N\'eron models and base change

TL;DR

This paper investigates how Néron models of semi-abelian varieties, especially Jacobians, change under finite field extensions, focusing on component groups, conductors, and motivic zeta functions.

Contribution

It provides new insights into the behavior of Néron models under base change, including rationality results and relations between various conductors and filtrations.

Findings

Rationality results for generating series of component groups

Relations between Chai's base change conductor, Edixhoven's filtration, and the Artin conductor

Applications to motivic zeta functions of semi-abelian varieties

Abstract

We study various aspects of the behaviour of N\'eron models of semi-abelian varieties under finite extensions of the base field, with a special emphasis on wildly ramified Jacobians.
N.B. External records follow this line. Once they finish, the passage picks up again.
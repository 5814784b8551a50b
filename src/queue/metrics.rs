// std
use std::sync::atomic::{AtomicU64, Ordering};

/// Thread-safe counters for the request dispatcher.
#[derive(Debug, Default)]
pub struct QueueMetrics {
	submitted: AtomicU64,
	completed: AtomicU64,
	failed: AtomicU64,
	skipped: AtomicU64,
}
impl QueueMetrics {
	/// Returns the number of requests accepted by the dispatcher.
	pub fn submitted(&self) -> u64 {
		self.submitted.load(Ordering::Relaxed)
	}

	/// Returns the number of requests that produced a normalized response.
	pub fn completed(&self) -> u64 {
		self.completed.load(Ordering::Relaxed)
	}

	/// Returns the number of requests that resolved with an error.
	pub fn failed(&self) -> u64 {
		self.failed.load(Ordering::Relaxed)
	}

	/// Returns the number of requests dropped by their caller before they started.
	pub fn skipped(&self) -> u64 {
		self.skipped.load(Ordering::Relaxed)
	}

	pub(crate) fn record_submitted(&self) {
		self.submitted.fetch_add(1, Ordering::Relaxed);
	}

	pub(crate) fn record_completed(&self) {
		self.completed.fetch_add(1, Ordering::Relaxed);
	}

	pub(crate) fn record_failed(&self) {
		self.failed.fetch_add(1, Ordering::Relaxed);
	}

	pub(crate) fn record_skipped(&self) {
		self.skipped.fetch_add(1, Ordering::Relaxed);
	}
}
//! Demonstrates serialized requests against a mock API whose bearer token is obtained through a
//! refresh-token grant and renewed ahead of expiry.

// std
use std::time::Duration;
// crates.io
use color_eyre::Result;
use httpmock::prelude::*;
// self
use serial_rest::{Rest, oauth::RefreshTokenRenewer};

#[tokio::main]
async fn main() -> Result<()> {
	color_eyre::install()?;

	let server = MockServer::start_async().await;
	let token_mock = server
		.mock_async(|when, then| {
			when.method(POST).path("/token");
			then.status(200).header("content-type", "application/json").body(
				"{\"access_token\":\"demo-access\",\"token_type\":\"bearer\",\"expires_in\":900}",
			);
		})
		.await;

	for (row, delay) in [(1, 400), (2, 50), (3, 150)] {
		server
			.mock_async(|when, then| {
				when.method(PUT)
					.path(format!("/sheets/demo/rows/{row}"))
					.header("authorization", "Bearer demo-access");
				then.status(200)
					.header("content-type", "application/json")
					.body(format!("{{\"updatedRow\":{row}}}"))
					.delay(Duration::from_millis(delay));
			})
			.await;
	}

	let renewer = RefreshTokenRenewer::new(server.url("/token"), "demo-client", "demo-refresh")?
		.with_client_secret("super-secret");
	let rest = Rest::builder().base_url(server.url("/sheets/demo")).renewer(renewer).build()?;

	rest.init_auth().await?;

	let values = serde_json::json!({ "values": [["a", "b"]] });
	let (first, second, third) = tokio::join!(
		rest.qput("rows/1", Some(&values), false),
		rest.qput("rows/2", Some(&values), false),
		rest.qput("rows/3", Some(&values), false),
	);

	for response in [first?, second?, third?] {
		println!("Updated in submission order: {:?}.", response.data);
	}

	token_mock.assert_async().await;

	Ok(())
}
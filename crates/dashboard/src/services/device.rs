use super::DeviceDetector;

/// Device class decided up front (tests, native shells).
#[derive(Debug, Clone, Copy, PartialEq, Eq)]
pub struct FixedDevice {
    pub mobile: bool,
}

impl FixedDevice {
    pub fn mobile() -> Self {
        Self { mobile: true }
    }

    pub fn desktop() -> Self {
        Self { mobile: false }
    }
}

impl DeviceDetector for FixedDevice {
    fn detect_mobile(&self) -> bool {
        self.mobile
    }
}

const MOBILE_MARKERS: [&str; 7] = [
    "android",
    "iphone",
    "ipod",
    "blackberry",
    "windows phone",
    "opera mini",
    "mobile",
];

/// Classifies a browser user-agent string.
///
/// Tablets that report a desktop user agent count as non-mobile.
#[derive(Debug, Clone, PartialEq, Eq)]
pub struct UserAgentDevice {
    user_agent: String,
}

impl UserAgentDevice {
    pub fn new(user_agent: impl Into<String>) -> Self {
        Self {
            user_agent: user_agent.into(),
        }
    }
}

impl DeviceDetector for UserAgentDevice {
    fn detect_mobile(&self) -> bool {
        let ua = self.user_agent.to_ascii_lowercase();
        MOBILE_MARKERS.iter().any(|m| ua.contains(m))
    }
}
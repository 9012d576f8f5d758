use std::env;
use std::time::Duration;

use foundation::GeoPoint;
use serde::{Deserialize, Deserializer};

use crate::error::ConfigError;

/// Immutable engine configuration, handed to every component at construction.
#[derive(Debug, Clone, PartialEq, Deserialize)]
#[serde(default, rename_all = "camelCase")]
pub struct DashboardConfig {
    /// View center used until (or instead of) a device position.
    pub fallback_center: GeoPoint,
    pub fallback_zoom: f64,
    pub max_zoom: f64,
    /// Zoom used when the list asks the map to show one spot.
    pub spot_zoom: f64,
    /// Zoom of the static spot detail view.
    pub detail_zoom: f64,
    #[serde(rename = "flyDurationMs", deserialize_with = "millis")]
    pub fly_duration: Duration,
    #[serde(rename = "geolocationTimeoutMs", deserialize_with = "millis")]
    pub geolocation_timeout: Duration,
    /// Quiet interval before a reverse-geocode lookup is issued.
    #[serde(rename = "httpDebounceMs", deserialize_with = "millis")]
    pub http_debounce: Duration,
    /// Quiet interval absorbing pan/zoom/scroll bursts before a layout change.
    #[serde(rename = "interactionDebounceMs", deserialize_with = "millis")]
    pub interaction_debounce: Duration,
    pub viewport_width: f64,
    pub viewport_height: f64,
}

impl Default for DashboardConfig {
    fn default() -> Self {
        Self {
            fallback_center: GeoPoint::new(46.879966, -121.726909),
            fallback_zoom: 13.0,
            max_zoom: 20.0,
            spot_zoom: 18.0,
            detail_zoom: 16.0,
            fly_duration: Duration::from_secs(1),
            geolocation_timeout: Duration::from_secs(10),
            http_debounce: Duration::from_millis(400),
            interaction_debounce: Duration::from_millis(80),
            viewport_width: 1280.0,
            viewport_height: 720.0,
        }
    }
}

fn millis<'de, D>(deserializer: D) -> Result<Duration, D::Error>
where
    D: Deserializer<'de>,
{
    u64::deserialize(deserializer).map(Duration::from_millis)
}

impl DashboardConfig {
    /// Defaults overridden by `SPOTTED_*` environment variables.
    ///
    /// Unparseable values fall back to the default for that field; the
    /// combined result is validated like a JSON config.
    pub fn from_env() -> Result<Self, ConfigError> {
        let d = Self::default();
        let config = Self {
            fallback_center: GeoPoint::new(
                env_var_f64("SPOTTED_FALLBACK_LAT", d.fallback_center.latitude),
                env_var_f64("SPOTTED_FALLBACK_LNG", d.fallback_center.longitude),
            ),
            fallback_zoom: env_var_f64("SPOTTED_FALLBACK_ZOOM", d.fallback_zoom),
            max_zoom: env_var_f64("SPOTTED_MAX_ZOOM", d.max_zoom),
            spot_zoom: env_var_f64("SPOTTED_SPOT_ZOOM", d.spot_zoom),
            detail_zoom: env_var_f64("SPOTTED_DETAIL_ZOOM", d.detail_zoom),
            fly_duration: env_var_millis("SPOTTED_FLY_DURATION_MS", d.fly_duration),
            geolocation_timeout: env_var_millis(
                "SPOTTED_GEOLOCATION_TIMEOUT_MS",
                d.geolocation_timeout,
            ),
            http_debounce: env_var_millis("SPOTTED_HTTP_DEBOUNCE_MS", d.http_debounce),
            interaction_debounce: env_var_millis(
                "SPOTTED_INTERACTION_DEBOUNCE_MS",
                d.interaction_debounce,
            ),
            viewport_width: env_var_f64("SPOTTED_VIEWPORT_WIDTH", d.viewport_width),
            viewport_height: env_var_f64("SPOTTED_VIEWPORT_HEIGHT", d.viewport_height),
        };
        config.validate()?;
        Ok(config)
    }

    /// Parses a JSON document; missing keys keep their defaults.
    pub fn from_json_str(text: &str) -> Result<Self, ConfigError> {
        let config: Self = serde_json::from_str(text).map_err(ConfigError::Parse)?;
        config.validate()?;
        Ok(config)
    }

    pub fn validate(&self) -> Result<(), ConfigError> {
        if !self.fallback_center.is_finite() {
            return Err(ConfigError::Invalid("fallback center must be finite".into()));
        }
        if self.fallback_zoom > self.max_zoom || self.spot_zoom > self.max_zoom {
            return Err(ConfigError::Invalid(format!(
                "zoom levels must not exceed max zoom {}",
                self.max_zoom
            )));
        }
        if self.viewport_width <= 0.0 || self.viewport_height <= 0.0 {
            return Err(ConfigError::Invalid("viewport must be non-empty".into()));
        }
        Ok(())
    }
}

fn env_var_f64(key: &str, default: f64) -> f64 {
    env::var(key)
        .ok()
        .and_then(|v| v.parse().ok())
        .unwrap_or(default)
}

fn env_var_millis(key: &str, default: Duration) -> Duration {
    env::var(key)
        .ok()
        .and_then(|v| v.parse().ok())
        .map(Duration::from_millis)
        .unwrap_or(default)
}
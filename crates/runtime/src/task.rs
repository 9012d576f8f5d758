//! Owned set of spawned one-shot tasks.
//!
//! Key properties:
//! - Every task gets a monotonically increasing [`TaskId`].
//! - Finished tasks are reaped lazily on the next spawn or query.
//! - Cancellation aborts the task; results are reported by the task itself
//!   (usually over a channel), so an aborted task reports nothing.
//! - Dropping the set aborts everything still running.

use std::future::Future;

use tokio::task::JoinHandle;

#[derive(Debug, Copy, Clone, PartialEq, Eq, PartialOrd, Ord, Hash)]
pub struct TaskId(pub u64);

#[derive(Debug, Default)]
pub struct TaskSet {
    next_id: u64,
    tasks: Vec<(TaskId, JoinHandle<()>)>,
}

impl TaskSet {
    pub fn new() -> Self {
        Self::default()
    }

    /// Must be called from within a tokio runtime.
    pub fn spawn<F>(&mut self, future: F) -> TaskId
    where
        F: Future<Output = ()> + Send + 'static,
    {
        self.reap();
        let id = TaskId(self.next_id);
        self.next_id = self.next_id.wrapping_add(1);
        self.tasks.push((id, tokio::spawn(future)));
        id
    }

    /// Number of tasks that have not finished yet.
    pub fn len(&mut self) -> usize {
        self.reap();
        self.tasks.len()
    }

    pub fn is_empty(&mut self) -> bool {
        self.len() == 0
    }

    pub fn cancel(&mut self, id: TaskId) -> bool {
        let Some(pos) = self.tasks.iter().position(|(tid, _)| *tid == id) else {
            return false;
        };
        let (_, handle) = self.tasks.swap_remove(pos);
        handle.abort();
        true
    }

    /// Aborts every running task. Returns how many were still running.
    pub fn abort_all(&mut self) -> usize {
        self.reap();
        let n = self.tasks.len();
        for (_, handle) in self.tasks.drain(..) {
            handle.abort();
        }
        if n > 0 {
            tracing::debug!("aborted {n} in-flight task(s)");
        }
        n
    }

    fn reap(&mut self) {
        self.tasks.retain(|(_, h)| !h.is_finished());
    }
}

impl Drop for TaskSet {
    fn drop(&mut self) {
        for (_, handle) in &self.tasks {
            handle.abort();
        }
    }
}

#[cfg(test)]
mod tests {
    use super::TaskSet;
    use std::time::Duration;
    use tokio::sync::mpsc;

    #[tokio::test(start_paused = true)]
    async fn finished_tasks_are_reaped() {
        let mut set = TaskSet::new();
        set.spawn(async {});
        tokio::time::sleep(Duration::from_millis(1)).await;
        assert!(set.is_empty());
    }

    #[tokio::test(start_paused = true)]
    async fn cancelled_task_never_reports() {
        let (tx, mut rx) = mpsc::unbounded_channel();
        let mut set = TaskSet::new();

        let slow_tx = tx.clone();
        let slow = set.spawn(async move {
            tokio::time::sleep(Duration::from_secs(1)).await;
            let _ = slow_tx.send("slow");
        });
        set.spawn(async move {
            tokio::time::sleep(Duration::from_secs(1)).await;
            let _ = tx.send("kept");
        });

        assert!(set.cancel(slow));
        assert!(!set.cancel(slow));
        tokio::time::sleep(Duration::from_secs(2)).await;

        assert_eq!(rx.try_recv().ok(), Some("kept"));
        assert!(rx.try_recv().is_err());
    }

    #[tokio::test(start_paused = true)]
    async fn abort_all_stops_everything() {
        let (tx, mut rx) = mpsc::unbounded_channel::<u8>();
        let mut set = TaskSet::new();
        for n in 0..3 {
            let tx = tx.clone();
            set.spawn(async move {
                tokio::time::sleep(Duration::from_secs(1)).await;
                let _ = tx.send(n);
            });
        }
        assert_eq!(set.abort_all(), 3);
        tokio::time::sleep(Duration::from_secs(2)).await;
        assert!(rx.try_recv().is_err());
    }
}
In Part 1, we analyze the behaviour of the component groups of the N\'eron models, and we prove rationality results for a certain generating series encoding their orders. In Part 2, we discuss Chai's base change conductor and Edixhoven's filtration, and their relation to the Artin conductor. All of these results are applied in Part 3 to the study of motivic zeta functions of semi-abelian varieties. Part 4 contains some intriguing open problems and directions for further research. The main tools in this work are non-archimedean uniformization and a detailed analysis of the behaviour of regular models of curves under base change.